(A) Somatic mutations (orange triangles) found across sequenced tumors that affect a protein sequence (jagged line) with three domains (gray regions) are evaluated with respect to different measures of functionality, each represented as a “track.” In interaction tracks (red), positions that are more likely to participate in ligand interactions have higher weights (vertical bars). Interaction tracks arise from domain-based binding potential calculations (Kobren and Singh, 2019) (top two red tracks, each covering the length of the respective domain) or homology modeling (Ghersi and Singh, 2014) (bottom red track, covering the length of the modeled region). Domain tracks (green) specify which residues within a protein are part of a specific domain by 0/1 positional weights; here we have a track for each domain within the sequence. The conservation track (blue) weights each position by its evolutionary conservation across species. The natural variation track (purple) models how much each gene varies across healthy populations; here the height of the vertical bars indicates the background mutation probability rather than a per-gene weight, which is 1 for the gene being considered and 0 otherwise. Figure S1 gives further intuition about how these track weights are determined.

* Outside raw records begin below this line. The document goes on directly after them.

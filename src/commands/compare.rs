use std::collections::HashSet;

use anyhow::{bail, Result};

use super::analyze::analyze_project;
use super::{OutputFormat, ScoringOverrides};
use crate::config::Env;
use crate::project::ProjectManager;
use crate::text::round_to;
use crate::types::{ComparisonReport, FileFailure, ProjectSummary};

/// Analyse each project (without writing artifacts) and compare their summaries.
pub fn compare(
    env: &dyn Env,
    pm: &ProjectManager,
    names: &[String],
    overrides: ScoringOverrides,
) -> Result<ComparisonReport> {
    if names.len() < 2 {
        bail!("compare needs at least two projects, got {}", names.len());
    }

    let mut projects = Vec::new();
    let mut failures = Vec::new();
    for name in names {
        let run = analyze_project(env, pm, name, overrides, false)?;
        failures.extend(run.failures.into_iter().map(|(file, reason)| FileFailure {
            project: name.clone(),
            file,
            reason,
        }));
        projects.push(run.summary);
    }
    Ok(build_report(projects, failures))
}

/// Overall averages weight every file equally; common themes are words in
/// every project's top words, in the first project's order.
pub fn build_report(projects: Vec<ProjectSummary>, failures: Vec<FileFailure>) -> ComparisonReport {
    let total_files: usize = projects.iter().map(|p| p.files).sum();
    let weighted = |f: fn(&ProjectSummary) -> f64| {
        if total_files == 0 {
            0.0
        } else {
            let sum: f64 = projects.iter().map(|p| f(p) * p.files as f64).sum();
            round_to(sum / total_files as f64, 3)
        }
    };
    let avg_sentiment = weighted(|p| p.avg_sentiment);
    let avg_coherence = weighted(|p| p.avg_coherence);

    let common_themes = match projects.split_first() {
        Some((first, rest)) => {
            let others: Vec<HashSet<&str>> = rest
                .iter()
                .map(|p| p.top_words.iter().map(String::as_str).collect())
                .collect();
            first
                .top_words
                .iter()
                .filter(|w| others.iter().all(|set| set.contains(w.as_str())))
                .cloned()
                .collect()
        }
        None => Vec::new(),
    };

    ComparisonReport {
        projects_compared: projects.len(),
        total_files,
        avg_sentiment,
        avg_coherence,
        common_themes,
        projects,
        failures,
    }
}

/// `compare <names>...`: returns whether every transcript of every project succeeded.
pub fn run(
    env: &dyn Env,
    pm: &ProjectManager,
    names: &[String],
    format: OutputFormat,
    overrides: ScoringOverrides,
) -> Result<bool> {
    let report = compare(env, pm, names, overrides)?;
    match format {
        OutputFormat::Json => println!("{}", serde_json::to_string_pretty(&report)?),
        OutputFormat::Text | OutputFormat::Markdown => print!("{}", render(&report)),
    }
    Ok(report.failures.is_empty())
}

fn render(report: &ComparisonReport) -> String {
    let mut out = format!(
        "Compared {} projects, {} file(s)\n\n",
        report.projects_compared, report.total_files
    );
    out.push_str(&format!(
        "{:<20} {:>5} {:>6} {:>10} {:>10} {:>9} {:>11}\n",
        "project", "files", "failed", "sentiment", "coherence", "openness", "hesitations"
    ));
    out.push_str(&format!("{}\n", "-".repeat(77)));
    for p in &report.projects {
        out.push_str(&format!(
            "{:<20} {:>5} {:>6} {:>+10.3} {:>10.3} {:>9.3} {:>11}\n",
            p.name,
            p.files,
            p.failed_files,
            p.avg_sentiment,
            p.avg_coherence,
            p.avg_openness,
            p.total_hesitations
        ));
    }
    out.push_str(&format!(
        "\nOverall: sentiment {:+.3}, coherence {:.3}\n",
        report.avg_sentiment, report.avg_coherence
    ));

    if report.common_themes.is_empty() {
        out.push_str("Common themes: none\n");
    } else {
        out.push_str(&format!("Common themes: {}\n", report.common_themes.join(", ")));
    }
    for p in &report.projects {
        out.push_str(&format!("  {}: {}\n", p.name, p.top_words.join(", ")));
    }

    if !report.failures.is_empty() {
        out.push_str(&format!("\n{} file(s) failed:\n", report.failures.len()));
        for f in &report.failures {
            out.push_str(&format!("FAIL  {}/{}  {}\n", f.project, f.file, f.reason));
        }
    }
    out
}
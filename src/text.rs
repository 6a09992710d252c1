//! Text helpers shared by every analyzer.
//!
//! All matching is done on lowercased text. Tokens are maximal runs of
//! Unicode letters, so accented Portuguese words survive intact.

use regex::Regex;
use std::sync::LazyLock;

static TOKEN_PATTERN: LazyLock<Regex> = LazyLock::new(|| Regex::new(r"\p{L}+").unwrap());
static SENTENCE_BOUNDARY: LazyLock<Regex> = LazyLock::new(|| Regex::new(r"[.!?]+").unwrap());

/// Lowercased letter runs, in order of appearance.
pub fn tokens(text: &str) -> Vec<String> {
    let lower = text.to_lowercase();
    TOKEN_PATTERN
        .find_iter(&lower)
        .map(|m| m.as_str().to_string())
        .collect()
}

/// Tokens with at least `min_len` characters (not bytes).
pub fn content_words(text: &str, min_len: usize) -> Vec<String> {
    tokens(text)
        .into_iter()
        .filter(|t| t.chars().count() >= min_len)
        .collect()
}

/// Split on runs of `.`, `!` and `?`; trimmed, empty pieces dropped.
pub fn split_sentences(text: &str) -> Vec<String> {
    SENTENCE_BOUNDARY
        .split(text)
        .map(str::trim)
        .filter(|s| !s.is_empty())
        .map(|s| s.to_string())
        .collect()
}

/// Like [`split_sentences`], but each sentence keeps its terminating marks.
pub fn sentences_with_marks(text: &str) -> Vec<String> {
    let mut out = Vec::new();
    let mut start = 0;
    for m in SENTENCE_BOUNDARY.find_iter(text) {
        push_sentence(&mut out, &text[start..m.end()]);
        start = m.end();
    }
    push_sentence(&mut out, &text[start..]);
    out
}

fn push_sentence(out: &mut Vec<String>, piece: &str) {
    let piece = piece.trim();
    // a bare run of marks belongs to no sentence
    if !SENTENCE_BOUNDARY.replace_all(piece, "").trim().is_empty() {
        out.push(piece.to_string());
    }
}

/// Non-overlapping substring count. An empty needle never matches.
pub fn count_occurrences(haystack: &str, needle: &str) -> usize {
    if needle.is_empty() {
        return 0;
    }
    haystack.matches(needle).count()
}

/// Round to a fixed number of decimals.
pub fn round_to(value: f64, decimals: i32) -> f64 {
    let factor = 10f64.powi(decimals);
    (value * factor).round() / factor
}

/// Population mean and standard deviation.
pub fn mean_stddev(values: &[f64]) -> (f64, f64) {
    if values.is_empty() {
        return (0.0, 0.0);
    }
    let n = values.len() as f64;
    let mean = values.iter().sum::<f64>() / n;
    let variance = values.iter().map(|x| (x - mean).powi(2)).sum::<f64>() / n;
    (mean, variance.sqrt())
}

/// Shorten to at most `max_chars` characters, appending an ellipsis when cut.
pub fn preview(text: &str, max_chars: usize) -> String {
    if text.chars().count() <= max_chars {
        return text.to_string();
    }
    let cut: String = text.chars().take(max_chars).collect();
    format!("{}…", cut.trim_end())
}
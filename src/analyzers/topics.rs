use super::{AnalysisContext, Analyzer, AnalyzerKind};
use crate::config::models::TopicCategory;
use crate::error::AnalysisError;
use crate::text::{count_occurrences, round_to};
use crate::types::{Topic, TranscriptAnalysis, WordCount};

/// Label used when no configured category matches.
pub const FALLBACK_LABEL: &str = "Geral";
const WORDS_PER_TOPIC: usize = 8;

/// Keyword-category topics and their normalised distribution.
///
/// A category scores the total substring count of its keywords; zero-score
/// categories are skipped. Topics keep configured category order.
pub fn match_topics(
    text: &str,
    word_freq: &[WordCount],
    categories: &[TopicCategory],
) -> (Vec<Topic>, Vec<f64>) {
    let lower = text.to_lowercase();

    let mut scored: Vec<(&str, &[String], usize)> = categories
        .iter()
        .map(|c| {
            let score = c
                .keywords
                .iter()
                .map(|k| count_occurrences(&lower, &k.to_lowercase()))
                .sum();
            (c.label.as_str(), c.keywords.as_slice(), score)
        })
        .filter(|(_, _, score)| *score > 0)
        .collect();

    if scored.is_empty() {
        let no_keywords: &[String] = &[];
        scored.push((FALLBACK_LABEL, no_keywords, text.split_whitespace().count()));
    }

    let total: usize = scored.iter().map(|(_, _, s)| s).sum();
    let distribution: Vec<f64> = scored
        .iter()
        .map(|(_, _, s)| {
            if total == 0 {
                0.0
            } else {
                round_to(*s as f64 / total as f64, 4)
            }
        })
        .collect();

    let topics = scored
        .iter()
        .zip(&distribution)
        .enumerate()
        .map(|(i, ((label, keywords, _), weight))| Topic {
            id: format!("topic_{i}"),
            label: label.to_string(),
            words: topic_words(word_freq, keywords, i),
            weight: *weight,
        })
        .collect();

    (topics, distribution)
}

/// Frequent words containing one of the keywords, else the i-th slice of the table.
fn topic_words(word_freq: &[WordCount], keywords: &[String], i: usize) -> Vec<String> {
    let related: Vec<String> = word_freq
        .iter()
        .filter(|w| keywords.iter().any(|k| w.word.contains(k.as_str())))
        .take(WORDS_PER_TOPIC)
        .map(|w| w.word.clone())
        .collect();
    if !related.is_empty() {
        return related;
    }

    let start = (i * WORDS_PER_TOPIC).min(word_freq.len());
    let end = ((i + 1) * WORDS_PER_TOPIC).min(word_freq.len());
    word_freq[start..end].iter().map(|w| w.word.clone()).collect()
}

pub struct TopicAnalyzer;

impl Analyzer for TopicAnalyzer {
    fn kind(&self) -> AnalyzerKind {
        AnalyzerKind::TopicModeling
    }

    fn analyze(&self, ctx: &mut AnalysisContext<'_>) -> Result<(), AnalysisError> {
        let (topics, distribution) =
            match_topics(ctx.text, &ctx.result.word_frequencies, &ctx.options.topics);
        ctx.result.topics = topics;
        ctx.result.topic_distribution = distribution;
        Ok(())
    }

    fn insights(&self, result: &TranscriptAnalysis) -> Vec<String> {
        let dominant = result
            .topics
            .iter()
            .fold(None::<&Topic>, |best, t| match best {
                Some(b) if b.weight >= t.weight => Some(b),
                _ => Some(t),
            });
        match dominant {
            Some(t) => vec![format!(
                "Dominant theme: {} ({:.0}% of keyword hits)",
                t.label,
                t.weight * 100.0
            )],
            None => Vec::new(),
        }
    }
}
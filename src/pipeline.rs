//! Single-document analysis: runs every enabled analyzer in registry order.

use std::path::Path;

use rand::rngs::StdRng;
use rand::SeedableRng;
use tracing::{debug, warn};

use crate::analyzers::{AnalysisContext, AnalyzerKind, StopwordSet, REGISTRY};
use crate::config::models::{AnalysisConfig, Lexicon, ProjectConfig, TopicCategory, TopicsConfig};
use crate::config::resolve_relative;
use crate::error::AnalysisError;
use crate::types::TranscriptAnalysis;

/// Everything `analyze` needs besides the text, resolved once per run.
#[derive(Debug, Clone)]
pub struct AnalysisOptions {
    pub analysis: AnalysisConfig,
    pub lexicon: Lexicon,
    pub topics: Vec<TopicCategory>,
    pub stopwords: StopwordSet,
}

impl Default for AnalysisOptions {
    fn default() -> Self {
        Self {
            analysis: AnalysisConfig::default(),
            lexicon: Lexicon::default(),
            topics: TopicsConfig::default().categories,
            stopwords: StopwordSet::builtin(),
        }
    }
}

impl AnalysisOptions {
    /// Resolve a loaded config; relative stopword paths are taken from `base_dir`.
    pub fn from_config(config: &ProjectConfig, base_dir: &Path) -> Result<Self, AnalysisError> {
        let wf = &config.analysis.word_frequency;
        let stopwords_file = wf
            .stopwords_file
            .as_deref()
            .map(|p| resolve_relative(p, base_dir));
        let stopwords = StopwordSet::load(stopwords_file.as_deref(), &wf.extra_stopwords)?;

        Ok(Self {
            analysis: config.analysis.clone(),
            lexicon: config.lexicon.clone().lowercased(),
            topics: config.topics.categories.clone(),
            stopwords,
        })
    }

    pub fn without_jitter(mut self) -> Self {
        self.analysis.scoring.jitter = 0.0;
        self
    }

    pub fn with_seed(mut self, seed: u64) -> Self {
        self.analysis.scoring.seed = Some(seed);
        self
    }

    pub fn is_enabled(&self, kind: AnalyzerKind) -> bool {
        !self
            .analysis
            .disabled_analyzers
            .iter()
            .any(|name| name == kind.name())
    }
}

/// Analyse one transcript.
///
/// Empty or whitespace-only text is an `Input` error. A failing analyzer leaves
/// its fields at their defaults and adds a warning; nothing else aborts.
pub fn analyze(
    filename: &str,
    text: &str,
    options: &AnalysisOptions,
) -> Result<TranscriptAnalysis, AnalysisError> {
    if text.trim().is_empty() {
        return Err(AnalysisError::Input(format!("{filename} is empty")));
    }

    let rng = match options.analysis.scoring.seed {
        Some(seed) => StdRng::seed_from_u64(seed),
        None => StdRng::from_entropy(),
    };
    let mut ctx = AnalysisContext {
        text,
        options,
        rng,
        result: TranscriptAnalysis::empty(filename),
    };

    let enabled: Vec<_> = REGISTRY
        .iter()
        .filter(|d| options.is_enabled(d.kind))
        .map(|d| d.kind.build())
        .collect();

    for analyzer in &enabled {
        debug!(analyzer = %analyzer.kind(), file = filename, "running analyzer");
        match analyzer.analyze(&mut ctx) {
            Ok(()) => {}
            Err(e @ AnalysisError::Component { .. }) => {
                warn!(file = filename, "{e}");
                ctx.result.warnings.push(e.to_string());
            }
            Err(e) => return Err(e),
        }
    }

    let insights: Vec<String> = enabled
        .iter()
        .flat_map(|a| a.insights(&ctx.result))
        .collect();
    ctx.result.insights = insights;

    Ok(ctx.result)
}

/// Read a transcript file; unreadable or non-UTF-8 files are `Input` errors.
pub fn read_transcript(path: &Path) -> Result<String, AnalysisError> {
    std::fs::read_to_string(path)
        .map_err(|e| AnalysisError::Input(format!("cannot read {}: {e}", path.display())))
}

(B) For each track W, we compute the score SW of the observed somatic mutations as the sum of the track weights for the positions where they appear (top). To determine whether this score is higher than expected, we consider a model where somatic mutations are shuffled across the positions of the track, and the expected score and the standard deviation of the scores are computed and used to estimate per-track Z scores (bottom); note that in our framework these values are computed analytically instead of relying on the shuffles.
(C) Z scores for all tracks are combined after analytically determining a background covariance model.